CO2 ice pellets (or carbon dioxide snow)

Gaseous or liquid CO2 is drawn from a room-temperature gas cylinder or high-pressure dewar and expanded through a nozzle, whereby it partly undergoes a phase change to the solid state to produce dry ice snowflakes, i.e. crystalline CO2 propelled by the gas stream. The dry ice, with a temperature of -79°C, can also be extruded through a die resulting in dry ice pellets the size of a rice grain. The blasting media is propelled onto the surface to be cleaned through a special nozzle. Cleaning action is performed when the snow particles impact a contaminated surface, dislodge adherent contaminant particles, and carry them away in the gas stream.

The process is effective in removing very small (micron or submicron) particles, where fluid drag normally restricts the performance of liquid phase cleaning.
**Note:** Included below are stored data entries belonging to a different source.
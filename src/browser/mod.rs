pub mod driver;
pub mod fake;
pub mod session;
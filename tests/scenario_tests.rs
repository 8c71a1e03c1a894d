use form_harness::actions::{ActionOutcome, FieldValue};
use form_harness::browser::driver::{ElementRef, PageDriver};
use form_harness::browser::fake::{FakeElement, FakeEvent, FakePage};
use form_harness::error::HarnessError;
use form_harness::fixture::FixtureData;
use form_harness::locator::{FieldReference, strategy};
use form_harness::scenario::composer::Composer;
use form_harness::scenario::progress::FormProgress;
use form_harness::scenario::step_model::{Condition, FieldEntry, NavAction, ScenarioStep, StepEntry};

use crate::common::{add_control, add_radio, control, fast_config, form_page};

mod common;

fn music_step(answer: &str) -> ScenarioStep {
    ScenarioStep::new("household")
        .field(FieldReference::radio("Music instruments"), FieldValue::Radio(answer.into()))
        .entry(StepEntry::When {
            condition: Condition::Equals {
                field: "Music instruments".into(),
                value: "yes".into(),
            },
            then: vec![StepEntry::Field(FieldEntry::required(
                FieldReference::text("Type of music instrument"),
                FieldValue::Text("Piano".into()),
            ))],
            otherwise: vec![],
        })
}

fn music_page() -> (FakePage, String) {
    let mut page = FakePage::new();
    add_radio(&mut page, &FieldReference::radio("Music instruments"), &["Yes", "No"]);
    let instrument = add_control(&mut page, &FieldReference::text("Type of music instrument"));
    (page, instrument)
}

// =========================================================================
// Branching on recorded answers
// =========================================================================

#[test]
fn branch_taken_when_answer_matches() {
    let (mut page, instrument) = music_page();
    {
        let mut composer = Composer::new(&mut page, fast_config());
        composer.run_step(&music_step("Yes")).unwrap();
        assert!(composer.answers().is("music instruments", "YES"));
        assert_eq!(composer.records().len(), 2);
    }
    assert!(page.fills().contains(&(instrument, "Piano".to_string())));
}

#[test]
fn branch_skipped_when_answer_differs() {
    let (mut page, _) = music_page();
    let mut composer = Composer::new(&mut page, fast_config());
    composer.run_step(&music_step("No")).unwrap();
    assert_eq!(composer.records().len(), 1);
}

fn nationality_page(rendered: &'static str) -> (FakePage, String) {
    let mut page = FakePage::new();
    let control = add_control(&mut page, &FieldReference::select("Nationality"));
    page.on_click(&control, 0, move |dom| {
        dom.set(strategy::DROPDOWN_OPTIONS, vec![FakeElement::with_text(rendered)]);
    });
    let hometown = add_control(&mut page, &FieldReference::text("Hometown"));
    (page, hometown)
}

fn swiss_step(requested: &str) -> ScenarioStep {
    ScenarioStep::new("personal")
        .field(FieldReference::select("Nationality"), FieldValue::Option(requested.into()))
        .entry(StepEntry::When {
            condition: Condition::Equals {
                field: "Nationality".into(),
                value: "Switzerland".into(),
            },
            then: vec![StepEntry::Field(FieldEntry::required(
                FieldReference::text("Hometown"),
                FieldValue::Text("Bern".into()),
            ))],
            otherwise: vec![],
        })
}

#[test]
fn branch_follows_fallback_option_not_request() {
    let (mut page, hometown) = nationality_page("Germany");
    {
        let mut composer = Composer::new(&mut page, fast_config().lenient());
        composer.run_step(&swiss_step("Switzerland")).unwrap();
        assert_eq!(
            composer.records()[0].outcome,
            ActionOutcome::FallbackSelected {
                requested: "Switzerland".into(),
                option: "Germany".into()
            }
        );
        assert_eq!(composer.answers().get("Nationality"), Some("Germany"));
        assert_eq!(composer.records().len(), 1);
    }
    assert!(!page.fills().iter().any(|(s, _)| *s == hometown));
}

#[test]
fn branch_sees_full_option_text_of_partial_request() {
    let (mut page, hometown) = nationality_page("Switzerland");
    {
        let mut composer = Composer::new(&mut page, fast_config());
        composer.run_step(&swiss_step("switz")).unwrap();
        assert_eq!(composer.answers().get("Nationality"), Some("Switzerland"));
    }
    assert!(page.fills().contains(&(hometown, "Bern".to_string())));
}

#[test]
fn repeated_radio_answer_is_not_clicked_again() {
    let (mut page, _) = music_page();
    let mut composer = Composer::new(&mut page, fast_config());
    composer.run_step(&music_step("No")).unwrap();
    composer.run_step(&music_step("No")).unwrap();

    assert_eq!(
        composer.records()[1].outcome,
        ActionOutcome::AlreadySelected { option: "No".into() }
    );
}

// =========================================================================
// Optional and required fields
// =========================================================================

#[test]
fn absent_optional_field_is_skipped_immediately() {
    let mut page = FakePage::new();
    let mut composer = Composer::new(&mut page, fast_config());

    let step = ScenarioStep::new("wishes").optional(
        FieldReference::text("Reason for home office work"),
        FieldValue::Text("Remote".into()),
    );
    composer.run_step(&step).unwrap();

    assert!(matches!(
        composer.records()[0].outcome,
        ActionOutcome::Skipped { .. }
    ));
    assert!(composer.answers().is_empty());
}

#[test]
fn absent_required_field_fails_the_step() {
    let mut page = FakePage::new();
    let mut composer = Composer::new(&mut page, fast_config());

    let step = ScenarioStep::new("household")
        .field(FieldReference::text("IBAN number"), FieldValue::Text("CH93".into()));
    let err = composer.run_step(&step).unwrap_err();
    assert!(matches!(err, HarnessError::FieldNotFound { ref label, .. } if label == "IBAN number"));
}

#[test]
fn placeholders_come_from_fixtures() {
    let fixtures = FixtureData::with_seed(7);
    let mut page = FakePage::new();
    let email = add_control(&mut page, &FieldReference::text("E-mail"));
    {
        let mut composer = Composer::new(&mut page, fast_config()).with_fixtures(&fixtures);
        composer
            .apply_field(&FieldEntry::required(
                FieldReference::text("E-mail"),
                FieldValue::Text("{{email}}".into()),
            ))
            .unwrap();
    }
    assert_eq!(page.fills(), vec![(email, fixtures.email().to_string())]);
}

// =========================================================================
// Step progression
// =========================================================================

#[test]
fn save_and_next_moves_indicator_and_progress() {
    let mut page = form_page(1);
    let mut composer = Composer::new(&mut page, fast_config());

    composer
        .run_step(&ScenarioStep::new("wishes").after(NavAction::SaveAndNext))
        .unwrap();
    assert_eq!(composer.progress(), FormProgress::Step1Filled);

    let wait = composer.wait();
    form_harness::scenario::progress::expect_step(composer.driver(), "2", &wait).unwrap();
}

#[test]
fn disabled_save_continues_without_advancing() {
    let mut page = FakePage::new().with(
        strategy::SAVE_AND_NEXT,
        FakeElement::visible().class("btn-next btn-disabled"),
    );
    {
        let mut composer = Composer::new(&mut page, fast_config());
        composer.perform(&NavAction::SaveAndNext).unwrap();
        assert_eq!(composer.progress(), FormProgress::NotStarted);
    }
    assert_eq!(page.clicks_on(strategy::SAVE_AND_NEXT), 0);
}

#[test]
fn missing_save_fails_at_the_step_check() {
    let mut page = FakePage::new().with(strategy::ACTIVE_STEP, FakeElement::with_text("1"));
    let mut composer = Composer::new(&mut page, fast_config());

    composer
        .run_step(&ScenarioStep::new("wishes").after(NavAction::SaveAndNext))
        .unwrap();
    let wait = composer.wait();
    let err = form_harness::scenario::progress::expect_step(composer.driver(), "2", &wait).unwrap_err();
    assert!(matches!(err, HarnessError::UnexpectedStep { ref actual, .. } if actual == "1"));
}

// =========================================================================
// Household members
// =========================================================================

fn household_page() -> (FakePage, String) {
    let mut page = FakePage::new().with(strategy::CREATE_ADULT, FakeElement::visible());
    let first_name = add_control(&mut page, &FieldReference::text("First name"));
    let save = strategy::exact_text("Save");
    page.insert(&save, FakeElement::visible().class("btn btn-primary"));
    page.on_click(&save, 0, |dom| dom.push(strategy::PERSON_CARD, FakeElement::visible()));
    (page, first_name)
}

fn adult_entries() -> Vec<StepEntry> {
    vec![StepEntry::Field(FieldEntry::required(
        FieldReference::text("First name"),
        FieldValue::Text("Ivo".into()),
    ))]
}

#[test]
fn adds_requested_number_of_adults() {
    let (mut page, first_name) = household_page();
    {
        let mut composer = Composer::new(&mut page, fast_config());
        composer.add_adults(2, &adult_entries(), "Save").unwrap();
    }
    assert_eq!(page.count(strategy::PERSON_CARD).unwrap(), 2);
    assert_eq!(page.clicks_on(strategy::CREATE_ADULT), 2);
    assert_eq!(page.fills().iter().filter(|(s, _)| *s == first_name).count(), 2);
}

#[test]
fn each_member_gets_one_fresh_email() {
    let fixtures = FixtureData::with_seed(11);
    let (mut page, _) = household_page();
    let email = FieldReference::text("E-mail");
    let confirm = FieldReference::text("Confirm e-mail");
    let email_sel = add_control(&mut page, &email);
    let confirm_sel = add_control(&mut page, &confirm);
    let entries: Vec<StepEntry> = [email.clone(), confirm]
        .into_iter()
        .map(|f| {
            StepEntry::Field(FieldEntry::required(f, FieldValue::Text("{{member_email}}".into())))
        })
        .collect();
    {
        let mut composer = Composer::new(&mut page, fast_config()).with_fixtures(&fixtures);
        composer.add_adults(2, &entries, "Save").unwrap();

        // outside a round the run's address is used
        composer
            .apply_field(&FieldEntry::required(email, FieldValue::Text("{{member_email}}".into())))
            .unwrap();
    }

    let fills = page.fills();
    let typed = |sel: &str| -> Vec<String> {
        fills.iter().filter(|(s, _)| s == sel).map(|(_, v)| v.clone()).collect()
    };
    let emails = typed(email_sel.as_str());
    assert_eq!(emails.len(), 3);
    assert_eq!(typed(confirm_sel.as_str()), emails[..2].to_vec());
    assert_ne!(emails[0], emails[1]);
    assert_eq!(emails[2], fixtures.email());
}

#[test]
fn adult_without_new_card_times_out() {
    let mut page = FakePage::new()
        .with(strategy::CREATE_ADULT, FakeElement::visible())
        .with(&strategy::exact_text("Save"), FakeElement::visible());
    let mut composer = Composer::new(&mut page, fast_config());

    let err = composer.add_adults(1, &[], "Save").unwrap_err();
    assert!(matches!(err, HarnessError::Timeout { .. }));
}

fn deletable_page(modal: bool) -> FakePage {
    let trash = strategy::person_card_trash(0);
    let mut page = FakePage::new()
        .with(&strategy::person_card(0), FakeElement::visible())
        .with(&trash, FakeElement::visible());
    if modal {
        page.on_click(&trash, 0, |dom| {
            dom.push(strategy::MODAL_FOOTER, FakeElement::visible());
            dom.push(strategy::MODAL_CONFIRM, FakeElement::with_text("Delete"));
        });
        page.on_click(strategy::MODAL_CONFIRM, 0, |dom| {
            dom.set_visible(strategy::MODAL_FOOTER, false);
            dom.remove(&strategy::person_card(0));
        });
    }
    page
}

#[test]
fn delete_adult_confirms_through_modal() {
    let mut page = deletable_page(true);
    {
        let mut composer = Composer::new(&mut page, fast_config());
        assert!(composer.delete_adult(0).unwrap());
    }
    assert_eq!(page.clicks_on(strategy::MODAL_CONFIRM), 1);
    assert_eq!(page.count(&strategy::person_card(0)).unwrap(), 0);
}

#[test]
fn delete_without_card_is_a_no_op() {
    let mut page = FakePage::new();
    let mut composer = Composer::new(&mut page, fast_config());
    assert!(!composer.delete_adult(3).unwrap());
}

#[test]
fn missing_modal_is_fatal_unless_best_effort() {
    let mut page = deletable_page(false);
    let mut composer = Composer::new(&mut page, fast_config());

    let strict = [StepEntry::DeleteAdult {
        index: 0,
        best_effort: false,
    }];
    let err = composer.run_entries(&strict).unwrap_err();
    assert!(matches!(err, HarnessError::ModalNotAppeared { .. }));

    let lenient = [StepEntry::DeleteAdult {
        index: 0,
        best_effort: true,
    }];
    composer.run_entries(&lenient).unwrap();
}

// =========================================================================
// Bulk clicks
// =========================================================================

const YES: &str = "ul.radio-list li[title='Yes']";

#[test]
fn yes_buttons_clicked_unless_already_selected() {
    let mut page = FakePage::new()
        .with(YES, FakeElement::with_text("Yes").class("radio-list-item selected"))
        .with(YES, FakeElement::with_text("Yes").class("radio-list-item"))
        .with(YES, FakeElement::hidden());
    {
        let mut composer = Composer::new(&mut page, fast_config());
        composer
            .run_entries(&[StepEntry::ClickEach {
                selector: YES.into(),
                skip_class: Some(strategy::SELECTED_CLASS.into()),
            }])
            .unwrap();
        assert_eq!(composer.records().len(), 2);
        assert_eq!(
            composer.records()[0].outcome,
            ActionOutcome::AlreadySelected { option: "Yes".into() }
        );
    }
    assert_eq!(page.clicks_on(YES), 1);
    assert!(page.events().contains(&FakeEvent::Click(ElementRef::new(YES, 1))));
}

#[test]
fn no_yes_buttons_fails_the_step() {
    let mut page = FakePage::new();
    let mut composer = Composer::new(&mut page, fast_config());
    let err = composer
        .run_entries(&[StepEntry::ClickEach {
            selector: YES.into(),
            skip_class: None,
        }])
        .unwrap_err();
    assert!(matches!(err, HarnessError::Timeout { .. }));
}

#[test]
fn selector_override_addresses_unlabelled_controls() {
    let field = FieldReference::text("E-mail #2").selector("input[type='email']").nth(1);
    let mut page = FakePage::new()
        .with("input[type='email']", FakeElement::visible())
        .with("input[type='email']", FakeElement::visible());
    {
        let mut composer = Composer::new(&mut page, fast_config());
        composer
            .apply_field(&FieldEntry::required(field.clone(), FieldValue::Text("a@b.ch".into())))
            .unwrap();
    }
    assert_eq!(control(&field), "input[type='email']");
    assert!(matches!(
        &page.events()[0],
        form_harness::browser::fake::FakeEvent::Fill(el, _) if el.nth == 1
    ));
}
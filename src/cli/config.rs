use std::path::{Path, PathBuf};
use std::time::Duration;

use clap::{Parser, Subcommand};
use serde::{Deserialize, Serialize};
use tracing::{debug, info};

use crate::actions::ActionConfig;
use crate::browser::session::BrowserOptions;
use crate::error::{HarnessError, Result};

pub const DEFAULT_CONFIG_FILE: &str = "form-harness.yaml";

// ============================================================================
// CLI Argument Parsing (clap derive)
// ============================================================================

#[derive(Parser, Debug)]
#[command(
    name = "form-harness",
    version,
    about = "Browser automation harness for multi-step rental application forms"
)]
pub struct Cli {
    #[command(subcommand)]
    pub command: Commands,

    /// Verbosity level (-v, -vv)
    #[arg(short, long, action = clap::ArgAction::Count, global = true)]
    pub verbose: u8,

    /// Path to config file (default: form-harness.yaml in current dir)
    #[arg(long, global = true)]
    pub config: Option<String>,

    /// Base URL of the tenant under test
    #[arg(long, env = "BASE_URL", global = true)]
    pub base_url: Option<String>,

    /// Browser adapter script
    #[arg(long, env = "FORM_HARNESS_BROWSER_SERVER", global = true)]
    pub browser_server: Option<PathBuf>,

    /// Show the browser window
    #[arg(long, global = true)]
    pub headed: bool,

    /// Skip the reachability check before launching a browser
    #[arg(long, global = true)]
    pub no_preflight: bool,

    /// Pick the first dropdown option when the requested one is missing
    #[arg(long, global = true)]
    pub lenient: bool,
}

#[derive(Subcommand, Debug)]
pub enum Commands {
    /// Run test specs from YAML files
    Run {
        /// Path to test spec YAML file or directory of YAML files
        #[arg(long)]
        spec: String,

        /// Output format: console, html, junit
        #[arg(long)]
        format: Option<String>,

        /// Output file path (default: stdout)
        #[arg(short, long)]
        output: Option<String>,
    },

    /// Run a built-in scenario against the base URL
    Scenario {
        /// Scenario name (see `list`)
        name: String,

        /// Household members to add
        #[arg(long, env = "NUM_ADULTS")]
        adults: Option<usize>,

        /// Continue an application: token1/token2/uuid
        #[arg(long)]
        resume: Option<String>,

        /// File used for optional document uploads
        #[arg(long)]
        document: Option<PathBuf>,

        /// Output format: console, html, junit
        #[arg(long)]
        format: Option<String>,

        #[arg(short, long)]
        output: Option<String>,
    },

    /// List built-in scenarios
    List,

    /// Print a phone number as the form's country mask would render it
    Phone {
        /// Dial code, with or without '+'
        #[arg(long)]
        country: String,

        #[arg(long)]
        digits: String,
    },
}

// ============================================================================
// Config File Model (optional YAML)
// ============================================================================

/// Optional YAML config file: `form-harness.yaml`
#[derive(Debug, Clone, Default, PartialEq, Serialize, Deserialize)]
pub struct AppConfig {
    #[serde(default)]
    pub target: TargetConfig,
    #[serde(default)]
    pub browser: BrowserConfig,
    #[serde(default)]
    pub actions: ActionsConfig,
    #[serde(default)]
    pub run: RunConfig,
}

#[derive(Debug, Clone, Default, PartialEq, Serialize, Deserialize)]
pub struct TargetConfig {
    pub base_url: Option<String>,
    pub num_adults: Option<usize>,
}

#[derive(Debug, Clone, Default, PartialEq, Serialize, Deserialize)]
pub struct BrowserConfig {
    pub server_script: Option<PathBuf>,
    pub headless: Option<bool>,
    pub slow_mo_ms: Option<u64>,
}

#[derive(Debug, Clone, Default, PartialEq, Serialize, Deserialize)]
pub struct ActionsConfig {
    pub strict_options: Option<bool>,
    pub timeout_ms: Option<u64>,
}

#[derive(Debug, Clone, PartialEq, Serialize, Deserialize)]
pub struct RunConfig {
    #[serde(default = "default_console")]
    pub format: String,
    pub output: Option<String>,
    /// JSONL action trace; off when absent
    pub trace: Option<PathBuf>,
}

impl Default for RunConfig {
    fn default() -> Self {
        Self {
            format: default_console(),
            output: None,
            trace: None,
        }
    }
}

fn default_console() -> String {
    "console".to_string()
}

// ============================================================================
// Config File Loading
// ============================================================================

/// Load the config file. A missing file yields defaults; a malformed one is an error.
pub fn load_config(path: Option<&str>) -> Result<AppConfig> {
    let explicit = path.is_some();
    let config_path = Path::new(path.unwrap_or(DEFAULT_CONFIG_FILE));
    match std::fs::read_to_string(config_path) {
        Ok(content) => {
            debug!(path = %config_path.display(), "loaded config file");
            Ok(serde_yaml::from_str(&content)?)
        }
        Err(e) if e.kind() == std::io::ErrorKind::NotFound && !explicit => Ok(AppConfig::default()),
        Err(e) => Err(HarnessError::Config(format!(
            "cannot read {}: {}",
            config_path.display(),
            e
        ))),
    }
}

// ============================================================================
// Settings (CLI > env > file > defaults)
// ============================================================================

/// Fully resolved settings for one invocation.
#[derive(Debug, Clone, PartialEq)]
pub struct Settings {
    pub base_url: Option<String>,
    pub num_adults: usize,
    pub browser: BrowserOptions,
    pub actions: ActionConfig,
    pub format: String,
    pub output: Option<String>,
    pub trace: Option<PathBuf>,
    pub preflight: bool,
}

impl Settings {
    /// Merge parsed arguments over the config file. Environment variables
    /// arrive through clap's `env` fallbacks and so rank between the two.
    pub fn resolve(cli: &Cli, config: &AppConfig) -> Settings {
        let defaults = BrowserOptions::default();
        let browser = BrowserOptions {
            server_script: cli
                .browser_server
                .clone()
                .or_else(|| config.browser.server_script.clone())
                .unwrap_or(defaults.server_script),
            headless: !cli.headed && config.browser.headless.unwrap_or(defaults.headless),
            slow_mo_ms: config.browser.slow_mo_ms.unwrap_or(defaults.slow_mo_ms),
        };

        let mut actions = ActionConfig::default();
        if let Some(strict) = config.actions.strict_options {
            actions.strict_options = strict;
        }
        if cli.lenient {
            actions.strict_options = false;
        }
        if let Some(ms) = config.actions.timeout_ms {
            actions.timeout_ms = ms;
        }

        let (format, output, adults) = match &cli.command {
            Commands::Run { format, output, .. } => (format.clone(), output.clone(), None),
            Commands::Scenario {
                format,
                output,
                adults,
                ..
            } => (format.clone(), output.clone(), *adults),
            Commands::List | Commands::Phone { .. } => (None, None, None),
        };

        Settings {
            base_url: cli.base_url.clone().or_else(|| config.target.base_url.clone()),
            num_adults: adults.or(config.target.num_adults).unwrap_or(1),
            browser,
            actions,
            format: format.unwrap_or_else(|| config.run.format.clone()),
            output: output.or_else(|| config.run.output.clone()),
            trace: config.run.trace.clone(),
            preflight: !cli.no_preflight,
        }
    }
}

// ============================================================================
// Preflight
// ============================================================================

/// GET `url` and fail on transport errors or a 5xx status.
pub fn preflight(url: &str) -> Result<()> {
    let client = reqwest::blocking::Client::builder()
        .timeout(Duration::from_secs(15))
        .build()
        .map_err(|e| HarnessError::Preflight {
            url: url.to_string(),
            reason: e.to_string(),
        })?;

    let response = client.get(url).send().map_err(|e| HarnessError::Preflight {
        url: url.to_string(),
        reason: e.to_string(),
    })?;

    let status = response.status();
    if status.is_server_error() {
        return Err(HarnessError::Preflight {
            url: url.to_string(),
            reason: format!("server answered {}", status),
        });
    }
    info!(%url, %status, "target reachable");
    Ok(())
}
The CO2 snow cleaning process also is believed to attack hydrocarbon film by dissolving hydrocarbon molecules in a temporal liquid CO2 phase which is then carried away by subsequent flow of snow and gas. CO2 snow performs ultrapure cleaning of light oils down to submicron size on the most delicate, sensitive materials ranging from bonding wires to precision mirrors in telescopes. The CO2 snow crystals generated by the snow gun are extremely gentle and adjustable to a wide range of size and intensity. It is used to remove light oils and fingerprints from mirrors, lenses, and other delicate surfaces, and from precision assemblies, without scratching the surface. The process is used to remove paste fluxes in soldering. CO2 snow can clean hybrid circuitry and integrated circuits without disturbing the bonding wires. This unique ability cannot be duplicated by any other cleaning mechanism.